Collected data:
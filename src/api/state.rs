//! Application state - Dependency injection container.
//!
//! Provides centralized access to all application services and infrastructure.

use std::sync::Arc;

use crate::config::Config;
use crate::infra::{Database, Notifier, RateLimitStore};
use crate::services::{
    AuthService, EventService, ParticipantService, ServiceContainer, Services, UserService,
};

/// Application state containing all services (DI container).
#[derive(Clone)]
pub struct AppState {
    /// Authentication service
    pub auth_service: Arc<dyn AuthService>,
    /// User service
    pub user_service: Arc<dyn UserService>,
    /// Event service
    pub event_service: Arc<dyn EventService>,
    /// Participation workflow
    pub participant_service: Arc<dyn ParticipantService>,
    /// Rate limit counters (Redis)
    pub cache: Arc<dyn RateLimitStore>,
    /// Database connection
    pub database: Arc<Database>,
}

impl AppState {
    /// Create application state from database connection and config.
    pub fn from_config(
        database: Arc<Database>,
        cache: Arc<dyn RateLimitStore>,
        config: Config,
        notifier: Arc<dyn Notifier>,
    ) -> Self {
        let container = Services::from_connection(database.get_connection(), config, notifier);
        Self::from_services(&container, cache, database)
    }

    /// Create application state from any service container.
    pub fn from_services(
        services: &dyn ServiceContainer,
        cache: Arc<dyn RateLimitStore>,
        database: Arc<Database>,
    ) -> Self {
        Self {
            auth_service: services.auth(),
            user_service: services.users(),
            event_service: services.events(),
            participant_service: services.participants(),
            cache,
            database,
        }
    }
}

* _WHAT THIS TASK INVOLVES_:
The full set of entries should be transcribed exactly.

* _OUTPUT FOR THIS EXERCISE_:
filename src/api/state.rs
//! Application state - Dependency injection container.
//!
//! Provides centralized access to all application services and infrastructure.

use std::sync::Arc;

use crate::config::Config;
use crate::infra::{Database, Notifier, RateLimitStore};
use crate::services::{
    AuthService, EventService, ParticipantService, ServiceContainer, Services, UserService,
};

/// Application state containing all services (DI container).
#[derive(Clone)]
pub struct AppState {
    /// Authentication service
    pub auth_service: Arc<dyn AuthService>,
    /// User service
    pub user_service: Arc<dyn UserService>,
    /// Event service
    pub event_service: Arc<dyn EventService>,
    /// Participation workflow
    pub participant_service: Arc<dyn ParticipantService>,
    /// Rate limit counters (Redis)
    pub cache: Arc<dyn RateLimitStore>,
    /// Database connection
    pub database: Arc<Database>,
}

impl AppState {
    /// Create application state from database connection and config.
    pub fn from_config(
        database: Arc<Database>,
        cache: Arc<dyn RateLimitStore>,
        config: Config,
        notifier: Arc<dyn Notifier>,
    ) -> Self {
        let container = Services::from_connection(database.get_connection(), config, notifier);
        Self::from_services(&container, cache, database)
    }

    /// Create application state from any service container.
    pub fn from_services(
        services: &dyn ServiceContainer,
        cache: Arc<dyn RateLimitStore>,
        database: Arc<Database>,
    ) -> Self {
        Self {
            auth_service: services.auth(),
            user_service: services.users(),
            event_service: services.events(),
            participant_service: services.participants(),
            cache,
            database,
        }
    }
}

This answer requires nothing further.